Please submit a single pdf and a single tgz named uid.{pdf,tgz} respectively. Let the uid start with a lowercase u followed by 7 digits. Submit/upload via canvas.

  1. Reading: MPI Tutorial
  2. Using the work-depth language give an algorithm for computing the median of an unsorted array of n integers. What is the work and depth of your algorithm? Is your algorithm work optimal? Suggest how you would find the \(k\)-ranked element in an unsorted array (hint: the median is the \(k=n/2\)-ranked element).
  3. Generalize the hypercube reduction algorithm for a \(d\)-dimensional hypercube for the case in which the number of processors is not a power of two and for any problem size \(n \geq p\). Derive an expression for the wall-clock time \(T(n, p)\) as a function of the number of processors \(p\) and the problem size \(n\). Your estimate should include communication costs in terms of latency, bandwidth, and message size.
  4. Finding MPI bugs This archive contains the files mpi_bug1.c, mpi_bug2.c, …, mpi_bug7.c. These example codes contain bugs, resulting in hangs or other undesirable behavior. Try to find these bugs and fix them. Add a short comment to the code describing what was wrong and how you fixed the problem. Add the solutions to your submission using the naming convention mpi_solved1.c - mpi_solved7.c. Each problem should be run with 4 MPI tasks.
  5. Programming MPI ring communication. Write a distributed memory program that sends an integer in a ring starting from process 0 to 1 to 2 (and so on). The last process sends the message back to process 0.
    • Allow for a command line parameter \(N\) that specifies how often the message is sent around the ring.
    • Start with sending the integer 0 and let every process add its rank to the integer before it is being sent again. Use the result after \(N\) loops to check if all processors have properly added their contribution each time they received and sent the message.

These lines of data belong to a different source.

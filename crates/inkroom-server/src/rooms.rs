//! Authoritative room state.
//!
//! A room exists while it has at least one member. It holds the element list,
//! the chat history and a broadcast channel that fans server messages out to
//! every connection in the room.

use dashmap::DashMap;
use inkroom_core::presence::{USER_COLORS, display_name};
use inkroom_core::{ChatLog, ChatMessage, CursorPosition, DrawingElement, ServerMessage, User};
use rand::seq::SliceRandom;
use std::collections::HashMap;
use tokio::sync::broadcast;
use tracing::{debug, info};
use uuid::Uuid;

/// Capacity of each room's broadcast channel.
pub const CHANNEL_CAPACITY: usize = 256;

/// Identifies one websocket connection.
pub type ConnectionId = Uuid;

/// A message fanned out to a room, optionally skipping the sending connection.
#[derive(Debug, Clone)]
pub struct Envelope {
    pub exclude: Option<ConnectionId>,
    pub message: ServerMessage,
}

impl Envelope {
    /// Whether the connection `conn` should receive this message.
    pub fn is_for(&self, conn: ConnectionId) -> bool {
        self.exclude != Some(conn)
    }
}

/// A member record and the connection that currently owns it.
struct Member {
    user: User,
    conn: ConnectionId,
}

struct Room {
    /// Keyed by user id. A reconnecting user takes the entry over.
    members: HashMap<String, Member>,
    elements: Vec<DrawingElement>,
    chat: ChatLog,
    tx: broadcast::Sender<Envelope>,
}

impl Room {
    fn new() -> Self {
        let (tx, _) = broadcast::channel(CHANNEL_CAPACITY);
        Self {
            members: HashMap::new(),
            elements: Vec::new(),
            chat: ChatLog::new(),
            tx,
        }
    }

    fn broadcast(&self, exclude: Option<ConnectionId>, message: ServerMessage) {
        // No receivers just means nobody is listening right now.
        let _ = self.tx.send(Envelope { exclude, message });
    }
}

/// Everything a new member needs after joining.
pub struct JoinOutcome {
    /// The member record created for the joiner.
    pub user: User,
    pub elements: Vec<DrawingElement>,
    pub chat_history: Vec<ChatMessage>,
    /// Members already in the room.
    pub others: Vec<User>,
    /// Subscription to the room's broadcasts.
    pub rx: broadcast::Receiver<Envelope>,
}

/// Read-only copy of a room, for diagnostics and tests.
#[derive(Debug, Clone)]
pub struct RoomSnapshot {
    pub users: Vec<User>,
    pub elements: Vec<DrawingElement>,
    pub chat: Vec<ChatMessage>,
}

/// All live rooms, keyed by room id.
#[derive(Default)]
pub struct RoomStore {
    rooms: DashMap<String, Room>,
}

fn random_color() -> &'static str {
    USER_COLORS
        .choose(&mut rand::thread_rng())
        .copied()
        .unwrap_or(USER_COLORS[0])
}

impl RoomStore {
    pub fn new() -> Self {
        Self::default()
    }

    /// Add `user_id` to `room_id`, creating the room if needed.
    ///
    /// The other members are told about the joiner; the caller is responsible
    /// for sending the returned state to the joiner itself.
    pub fn join(&self, room_id: &str, user_id: &str, conn: ConnectionId) -> JoinOutcome {
        let mut room = self.rooms.entry(room_id.to_string()).or_insert_with(|| {
            info!(room = %room_id, "room created");
            Room::new()
        });

        let user = User::new(user_id, display_name(user_id), random_color());
        let others: Vec<User> = room
            .members
            .values()
            .filter(|m| m.user.id != user_id)
            .map(|m| m.user.clone())
            .collect();
        room.members.insert(
            user_id.to_string(),
            Member {
                user: user.clone(),
                conn,
            },
        );
        room.broadcast(Some(conn), ServerMessage::UserJoined(user.clone()));
        // Subscribed after the announcement, so the joiner never sees its own join.
        let rx = room.tx.subscribe();

        info!(room = %room_id, user = %user_id, members = room.members.len(), "user joined");
        JoinOutcome {
            user,
            elements: room.elements.clone(),
            chat_history: room.chat.to_vec(),
            others,
            rx,
        }
    }

    /// Append an element and relay it to the other members.
    pub fn create_element(&self, room_id: &str, conn: ConnectionId, element: DrawingElement) {
        if let Some(mut room) = self.rooms.get_mut(room_id) {
            room.elements.push(element.clone());
            room.broadcast(Some(conn), ServerMessage::ElementCreated(element));
        }
    }

    /// Replace an element by id and relay the update.
    ///
    /// The update is relayed even when the id is unknown here. Returns whether
    /// the stored list changed.
    pub fn update_element(&self, room_id: &str, conn: ConnectionId, element: DrawingElement) -> bool {
        let Some(mut room) = self.rooms.get_mut(room_id) else {
            return false;
        };
        let replaced = match room.elements.iter_mut().find(|e| e.id == element.id) {
            Some(slot) => {
                *slot = element.clone();
                true
            }
            None => {
                debug!(room = %room_id, element = %element.id, "update for unknown element");
                false
            }
        };
        room.broadcast(Some(conn), ServerMessage::ElementUpdated(element));
        replaced
    }

    /// Remove an element by id and relay the deletion.
    pub fn delete_element(&self, room_id: &str, conn: ConnectionId, element_id: &str) {
        if let Some(mut room) = self.rooms.get_mut(room_id) {
            room.elements.retain(|e| e.id != element_id);
            room.broadcast(
                Some(conn),
                ServerMessage::ElementDeleted(element_id.to_string()),
            );
        }
    }

    /// Record a member's cursor and relay it to the others.
    pub fn cursor(&self, room_id: &str, conn: ConnectionId, user_id: &str, position: CursorPosition) {
        if let Some(mut room) = self.rooms.get_mut(room_id) {
            if let Some(member) = room.members.get_mut(user_id) {
                member.user.cursor = Some(position.cursor);
            }
            room.broadcast(Some(conn), ServerMessage::UserCursor(position));
        }
    }

    /// Store a chat message and send it to every member, the sender included.
    pub fn chat_message(&self, room_id: &str, message: ChatMessage) {
        if let Some(mut room) = self.rooms.get_mut(room_id) {
            room.chat.push(message.clone());
            room.broadcast(None, ServerMessage::ChatMessage(message));
        }
    }

    /// Remove a member. Returns true if the room was destroyed as a result.
    ///
    /// Only the connection that owns the member entry removes it; a stale
    /// connection of a user who has since reconnected leaves nothing behind.
    pub fn leave(&self, room_id: &str, user_id: &str, conn: ConnectionId) -> bool {
        let Some(mut room) = self.rooms.get_mut(room_id) else {
            return false;
        };
        match room.members.get(user_id) {
            Some(member) if member.conn == conn => {}
            Some(_) => {
                debug!(room = %room_id, user = %user_id, "stale connection closed, member kept");
                return false;
            }
            None => return false,
        }
        room.members.remove(user_id);
        room.broadcast(Some(conn), ServerMessage::UserLeft(user_id.to_string()));
        info!(room = %room_id, user = %user_id, members = room.members.len(), "user left");

        let empty = room.members.is_empty();
        drop(room);
        if empty && self.rooms.remove_if(room_id, |_, r| r.members.is_empty()).is_some() {
            info!(room = %room_id, "room destroyed");
            return true;
        }
        false
    }

    pub fn room_count(&self) -> usize {
        self.rooms.len()
    }

    pub fn contains(&self, room_id: &str) -> bool {
        self.rooms.contains_key(room_id)
    }

    pub fn snapshot(&self, room_id: &str) -> Option<RoomSnapshot> {
        self.rooms.get(room_id).map(|room| RoomSnapshot {
            users: room.members.values().map(|m| m.user.clone()).collect(),
            elements: room.elements.clone(),
            chat: room.chat.to_vec(),
        })
    }
}

#[cfg(test)]
mod tests {
    use super::*;
    use inkroom_core::{CHAT_HISTORY_LIMIT, ElementKind};
    use kurbo::Point;

    fn rect(id: &str) -> DrawingElement {
        let mut element = DrawingElement::new(
            ElementKind::Rectangle,
            vec![Point::new(0.0, 0.0), Point::new(10.0, 10.0)],
            "u1",
        );
        element.id = id.to_string();
        element
    }

    #[test]
    fn test_join_creates_room_and_assigns_identity() {
        let store = RoomStore::new();
        let outcome = store.join("r1", "abcdef123", Uuid::new_v4());

        assert_eq!(store.room_count(), 1);
        assert_eq!(outcome.user.name, "User abcdef");
        assert!(USER_COLORS.contains(&outcome.user.color.as_str()));
        assert!(outcome.elements.is_empty());
        assert!(outcome.others.is_empty());
    }

    #[test]
    fn test_second_joiner_sees_state_and_first_is_notified() {
        let store = RoomStore::new();
        let first_conn = Uuid::new_v4();
        let mut first = store.join("r1", "u1", first_conn);
        store.create_element("r1", first_conn, rect("e1"));

        let second_conn = Uuid::new_v4();
        let second = store.join("r1", "u2", second_conn);
        assert_eq!(second.elements.len(), 1);
        assert_eq!(second.others.len(), 1);
        assert_eq!(second.others[0].id, "u1");

        // The first member's receiver sees its own create (excluded) then the join.
        let created = first.rx.try_recv().unwrap();
        assert!(!created.is_for(first_conn));
        let joined = first.rx.try_recv().unwrap();
        assert!(joined.is_for(first_conn));
        assert!(matches!(joined.message, ServerMessage::UserJoined(ref u) if u.id == "u2"));
    }

    #[test]
    fn test_update_and_delete() {
        let store = RoomStore::new();
        let conn = Uuid::new_v4();
        store.join("r1", "u1", conn);
        store.create_element("r1", conn, rect("e1"));

        let mut moved = rect("e1");
        moved.points[0] = Point::new(5.0, 5.0);
        assert!(store.update_element("r1", conn, moved));
        assert!(!store.update_element("r1", conn, rect("ghost")));
        assert_eq!(
            store.snapshot("r1").unwrap().elements[0].points[0],
            Point::new(5.0, 5.0)
        );

        store.delete_element("r1", conn, "e1");
        assert!(store.snapshot("r1").unwrap().elements.is_empty());
    }

    #[test]
    fn test_cursor_is_stored_on_user() {
        let store = RoomStore::new();
        let conn = Uuid::new_v4();
        store.join("r1", "u1", conn);
        store.cursor(
            "r1",
            conn,
            "u1",
            CursorPosition {
                user_id: "u1".to_string(),
                cursor: Point::new(3.0, 4.0),
            },
        );
        let snapshot = store.snapshot("r1").unwrap();
        assert_eq!(snapshot.users[0].cursor, Some(Point::new(3.0, 4.0)));
    }

    #[test]
    fn test_chat_reaches_sender_and_is_capped() {
        let store = RoomStore::new();
        let conn = Uuid::new_v4();
        let mut outcome = store.join("r1", "u1", conn);

        for i in 0..=CHAT_HISTORY_LIMIT {
            store.chat_message("r1", ChatMessage::new(&outcome.user, &format!("m{i}")));
        }
        let first = outcome.rx.try_recv().unwrap();
        assert!(first.is_for(conn));

        let chat = store.snapshot("r1").unwrap().chat;
        assert_eq!(chat.len(), CHAT_HISTORY_LIMIT);
        assert_eq!(chat[0].message, "m1");
    }

    #[test]
    fn test_last_leave_destroys_room() {
        let store = RoomStore::new();
        let a = Uuid::new_v4();
        let b = Uuid::new_v4();
        store.join("r1", "u1", a);
        store.join("r1", "u2", b);

        assert!(!store.leave("r1", "u1", a));
        assert!(store.contains("r1"));
        assert!(store.leave("r1", "u2", b));
        assert_eq!(store.room_count(), 0);

        // Leaving again is harmless.
        assert!(!store.leave("r1", "u2", b));
    }

    #[test]
    fn test_stale_connection_leave_keeps_reconnected_member() {
        let store = RoomStore::new();
        let old = Uuid::new_v4();
        let new = Uuid::new_v4();
        store.join("r1", "u1", old);
        let mut fresh = store.join("r1", "u1", new);

        assert!(!store.leave("r1", "u1", old));
        assert!(store.contains("r1"));
        assert_eq!(store.snapshot("r1").unwrap().users.len(), 1);
        assert!(fresh.rx.try_recv().is_err(), "no user-left for a stale socket");

        store.create_element("r1", new, rect("e1"));
        assert_eq!(store.snapshot("r1").unwrap().elements.len(), 1);

        assert!(store.leave("r1", "u1", new));
        assert_eq!(store.room_count(), 0);
    }

    #[test]
    fn test_rooms_are_isolated() {
        let store = RoomStore::new();
        let conn = Uuid::new_v4();
        store.join("r1", "u1", conn);
        store.join("r2", "u2", Uuid::new_v4());
        store.create_element("r1", conn, rect("e1"));

        assert_eq!(store.room_count(), 2);
        assert!(store.snapshot("r2").unwrap().elements.is_empty());
    }
}
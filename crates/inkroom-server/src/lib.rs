//! InkRoom WebSocket Room Server
//!
//! Holds the authoritative element list and chat history of every live room and
//! relays edits between the members of a room.
//!
//! ## Protocol
//!
//! Clients connect to `/ws?roomId=<room>&userId=<user>` and exchange JSON text
//! frames of the form:
//! ```json
//! { "event": "element-created", "data": { "id": "...", "type": "pen", ... } }
//! { "event": "user-cursor", "data": { "userId": "...", "cursor": { "x": 100, "y": 200 } } }
//! ```

pub mod config;
pub mod error;
pub mod handler;
pub mod rooms;

use axum::{Router, routing::get};
use std::sync::Arc;
use tokio::net::TcpListener;
use tower_http::{cors::CorsLayer, trace::TraceLayer};
use tracing::info;

pub use config::ServerConfig;
pub use error::ServerError;
pub use rooms::RoomStore;

/// Build the application router around a shared room store.
pub fn router(store: Arc<RoomStore>) -> Router {
    Router::new()
        .route("/", get(handler::index))
        .route("/ws", get(handler::ws_handler))
        .route("/health", get(handler::health))
        .layer(TraceLayer::new_for_http())
        .layer(CorsLayer::permissive())
        .with_state(store)
}

/// Serve on an already bound listener until the process is stopped.
pub async fn serve(listener: TcpListener, store: Arc<RoomStore>) -> Result<(), ServerError> {
    axum::serve(listener, router(store)).await?;
    Ok(())
}

/// Bind the configured address and serve.
pub async fn run(config: &ServerConfig) -> Result<(), ServerError> {
    let addr = config.bind_addr();
    let listener = TcpListener::bind(&addr)
        .await
        .map_err(|source| ServerError::Bind {
            addr: addr.clone(),
            source,
        })?;

    info!("InkRoom server listening on {}", addr);
    info!("WebSocket endpoint: ws://localhost:{}/ws", config.port);

    serve(listener, Arc::new(RoomStore::new())).await
}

    • Time your program for a larger \(N\) and estimate the latency on your system (i.e., the time used for each communication). If possible, try to test your communication ring on more than one machine such that communication must go through the network. Note that if you use MPI on a single processor with multiple cores, the available memory is logically distributed, but messages are not actually sent through a network. (It depends on the implementation of MPI how it handles sending/receiving of data that is stored in the same physical memory.)
    • Modify your code such that instead of a single integer being sent in a ring, you communicate a large array in a ring. Time the communication and use these timings to estimate the bandwidth of your system (i.e., the amount of data that can be communicated per second). \end{itemize}
  6. Programming Implement an MPI+OpenMP parallel binary search algorithm that has similar signature to the ANSI C bsearch() routine but it supports both OpenMP and MPI parallelism and multiple keys. For this reason, it should have three additional arguments (compared to the standard bsearch), the number of keys, the MPI communicator and the number of threads per MPI process. Write a driver routine called search that takes one argument, the size of array to be searched (initialized to random integers). On the write-up, give pseudocode for your algorithm, and report wall clock time/core/n results for n = 1M, 10M, 100M, 1B of elements (for 1 key), using up to four nodes on Tangent with 1 MPI task per socket. Report weak and strong scaling results using 1 core, 1 socket, 1,2 and 4 nodes.